## Your assignment
The only acceptable reply is the number of lines in the material below that hold "Duration".
(Material provided)
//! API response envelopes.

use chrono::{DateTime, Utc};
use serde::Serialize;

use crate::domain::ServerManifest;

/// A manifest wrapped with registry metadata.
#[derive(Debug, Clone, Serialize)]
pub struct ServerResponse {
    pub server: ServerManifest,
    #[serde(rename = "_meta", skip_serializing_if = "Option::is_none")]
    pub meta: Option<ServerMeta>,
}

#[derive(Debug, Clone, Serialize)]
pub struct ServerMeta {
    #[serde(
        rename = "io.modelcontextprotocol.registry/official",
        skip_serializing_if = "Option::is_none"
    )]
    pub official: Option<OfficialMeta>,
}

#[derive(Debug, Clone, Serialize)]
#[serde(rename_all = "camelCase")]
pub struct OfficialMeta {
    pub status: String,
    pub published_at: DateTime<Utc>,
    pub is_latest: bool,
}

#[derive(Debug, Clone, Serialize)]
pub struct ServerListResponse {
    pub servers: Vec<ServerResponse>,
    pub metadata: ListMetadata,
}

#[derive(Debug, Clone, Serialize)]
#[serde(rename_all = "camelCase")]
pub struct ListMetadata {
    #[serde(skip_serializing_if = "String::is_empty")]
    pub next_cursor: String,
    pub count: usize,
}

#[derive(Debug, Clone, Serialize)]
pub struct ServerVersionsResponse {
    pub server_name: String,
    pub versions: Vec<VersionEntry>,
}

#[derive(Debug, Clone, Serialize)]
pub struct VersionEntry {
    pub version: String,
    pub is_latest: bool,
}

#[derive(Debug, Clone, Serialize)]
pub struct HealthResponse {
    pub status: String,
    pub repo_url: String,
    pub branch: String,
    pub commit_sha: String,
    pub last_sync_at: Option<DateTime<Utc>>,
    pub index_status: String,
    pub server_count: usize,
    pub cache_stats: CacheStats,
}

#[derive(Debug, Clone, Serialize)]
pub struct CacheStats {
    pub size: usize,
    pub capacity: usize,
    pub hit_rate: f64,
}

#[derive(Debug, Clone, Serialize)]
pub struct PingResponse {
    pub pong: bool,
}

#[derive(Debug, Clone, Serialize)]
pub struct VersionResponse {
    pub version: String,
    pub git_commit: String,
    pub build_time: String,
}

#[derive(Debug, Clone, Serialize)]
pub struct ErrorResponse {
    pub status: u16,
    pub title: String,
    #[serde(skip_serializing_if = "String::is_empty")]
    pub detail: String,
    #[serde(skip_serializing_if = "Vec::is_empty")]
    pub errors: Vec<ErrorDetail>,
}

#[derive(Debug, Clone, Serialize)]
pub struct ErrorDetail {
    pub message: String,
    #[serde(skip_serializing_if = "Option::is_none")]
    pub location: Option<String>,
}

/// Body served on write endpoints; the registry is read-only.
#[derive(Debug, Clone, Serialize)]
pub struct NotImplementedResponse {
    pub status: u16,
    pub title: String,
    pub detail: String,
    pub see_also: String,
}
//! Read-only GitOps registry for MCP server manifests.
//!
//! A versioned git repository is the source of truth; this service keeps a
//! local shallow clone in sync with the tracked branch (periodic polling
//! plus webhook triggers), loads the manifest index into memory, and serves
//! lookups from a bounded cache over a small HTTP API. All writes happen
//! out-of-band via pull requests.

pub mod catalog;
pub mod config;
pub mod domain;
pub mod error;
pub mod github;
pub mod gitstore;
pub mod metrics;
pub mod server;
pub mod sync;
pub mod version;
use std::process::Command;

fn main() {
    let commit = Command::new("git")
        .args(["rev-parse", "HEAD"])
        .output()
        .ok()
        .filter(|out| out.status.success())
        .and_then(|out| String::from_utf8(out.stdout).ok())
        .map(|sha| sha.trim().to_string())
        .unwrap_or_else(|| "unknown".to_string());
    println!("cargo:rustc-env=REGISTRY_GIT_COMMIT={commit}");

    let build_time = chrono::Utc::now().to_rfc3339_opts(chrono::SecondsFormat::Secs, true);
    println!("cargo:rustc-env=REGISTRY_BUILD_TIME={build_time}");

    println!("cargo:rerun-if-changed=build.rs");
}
(End Material provided)
(Material provided)
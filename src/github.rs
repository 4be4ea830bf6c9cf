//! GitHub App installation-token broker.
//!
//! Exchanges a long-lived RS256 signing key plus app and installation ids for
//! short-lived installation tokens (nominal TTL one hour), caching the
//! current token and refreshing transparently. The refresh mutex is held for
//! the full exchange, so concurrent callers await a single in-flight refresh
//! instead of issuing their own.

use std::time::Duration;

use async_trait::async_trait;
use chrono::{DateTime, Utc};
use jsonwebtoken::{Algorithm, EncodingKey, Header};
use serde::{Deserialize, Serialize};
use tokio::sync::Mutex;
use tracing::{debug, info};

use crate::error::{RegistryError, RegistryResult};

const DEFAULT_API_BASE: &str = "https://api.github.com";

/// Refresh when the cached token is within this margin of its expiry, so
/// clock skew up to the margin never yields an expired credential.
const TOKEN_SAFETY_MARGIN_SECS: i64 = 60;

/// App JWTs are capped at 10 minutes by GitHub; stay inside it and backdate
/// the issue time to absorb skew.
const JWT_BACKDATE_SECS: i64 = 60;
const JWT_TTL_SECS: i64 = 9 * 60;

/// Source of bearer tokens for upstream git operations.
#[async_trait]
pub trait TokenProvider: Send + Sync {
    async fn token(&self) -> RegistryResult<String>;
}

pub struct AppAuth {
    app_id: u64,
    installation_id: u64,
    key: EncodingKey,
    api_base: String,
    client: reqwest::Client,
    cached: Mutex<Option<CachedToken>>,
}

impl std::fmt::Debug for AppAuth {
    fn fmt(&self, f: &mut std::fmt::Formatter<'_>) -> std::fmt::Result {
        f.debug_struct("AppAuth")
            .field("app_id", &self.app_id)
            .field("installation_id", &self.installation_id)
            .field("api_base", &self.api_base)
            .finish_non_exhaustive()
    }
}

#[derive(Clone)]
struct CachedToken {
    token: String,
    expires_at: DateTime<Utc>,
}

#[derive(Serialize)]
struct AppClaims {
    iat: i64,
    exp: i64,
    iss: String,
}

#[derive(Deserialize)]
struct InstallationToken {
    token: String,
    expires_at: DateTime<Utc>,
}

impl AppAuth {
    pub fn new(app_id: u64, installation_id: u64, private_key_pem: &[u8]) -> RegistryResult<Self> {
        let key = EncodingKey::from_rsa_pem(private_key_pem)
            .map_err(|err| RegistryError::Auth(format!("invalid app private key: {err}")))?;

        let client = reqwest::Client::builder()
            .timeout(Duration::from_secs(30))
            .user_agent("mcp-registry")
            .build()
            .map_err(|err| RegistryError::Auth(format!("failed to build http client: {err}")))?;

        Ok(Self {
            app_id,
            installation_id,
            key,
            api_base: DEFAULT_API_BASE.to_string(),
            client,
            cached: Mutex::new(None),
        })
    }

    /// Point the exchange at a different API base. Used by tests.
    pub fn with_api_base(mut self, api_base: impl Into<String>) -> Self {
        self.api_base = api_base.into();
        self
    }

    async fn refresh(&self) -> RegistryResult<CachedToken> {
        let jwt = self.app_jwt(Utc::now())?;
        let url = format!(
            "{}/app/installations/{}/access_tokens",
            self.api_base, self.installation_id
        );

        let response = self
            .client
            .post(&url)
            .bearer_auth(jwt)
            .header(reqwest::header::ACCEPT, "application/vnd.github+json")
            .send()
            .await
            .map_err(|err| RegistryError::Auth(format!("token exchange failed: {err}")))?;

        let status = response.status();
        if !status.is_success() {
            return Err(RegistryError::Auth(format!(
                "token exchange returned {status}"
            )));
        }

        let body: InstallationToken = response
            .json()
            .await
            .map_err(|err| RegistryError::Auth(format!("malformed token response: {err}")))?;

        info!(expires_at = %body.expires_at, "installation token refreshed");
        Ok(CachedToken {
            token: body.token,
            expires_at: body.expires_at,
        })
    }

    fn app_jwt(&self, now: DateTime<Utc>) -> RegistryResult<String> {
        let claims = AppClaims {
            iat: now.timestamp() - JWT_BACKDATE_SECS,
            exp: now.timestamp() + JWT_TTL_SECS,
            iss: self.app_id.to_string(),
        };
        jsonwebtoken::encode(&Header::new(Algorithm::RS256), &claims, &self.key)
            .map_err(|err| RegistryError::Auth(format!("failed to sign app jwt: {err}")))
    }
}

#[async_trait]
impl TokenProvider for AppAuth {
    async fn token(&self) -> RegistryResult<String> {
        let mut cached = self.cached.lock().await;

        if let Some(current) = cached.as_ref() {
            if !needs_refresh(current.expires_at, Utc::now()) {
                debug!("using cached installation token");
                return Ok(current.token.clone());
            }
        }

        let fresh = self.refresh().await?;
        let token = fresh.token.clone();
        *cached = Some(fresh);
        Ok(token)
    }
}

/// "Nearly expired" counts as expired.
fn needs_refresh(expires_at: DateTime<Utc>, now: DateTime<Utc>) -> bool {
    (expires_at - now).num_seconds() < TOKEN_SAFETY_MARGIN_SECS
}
(End Material provided)
## Your response
2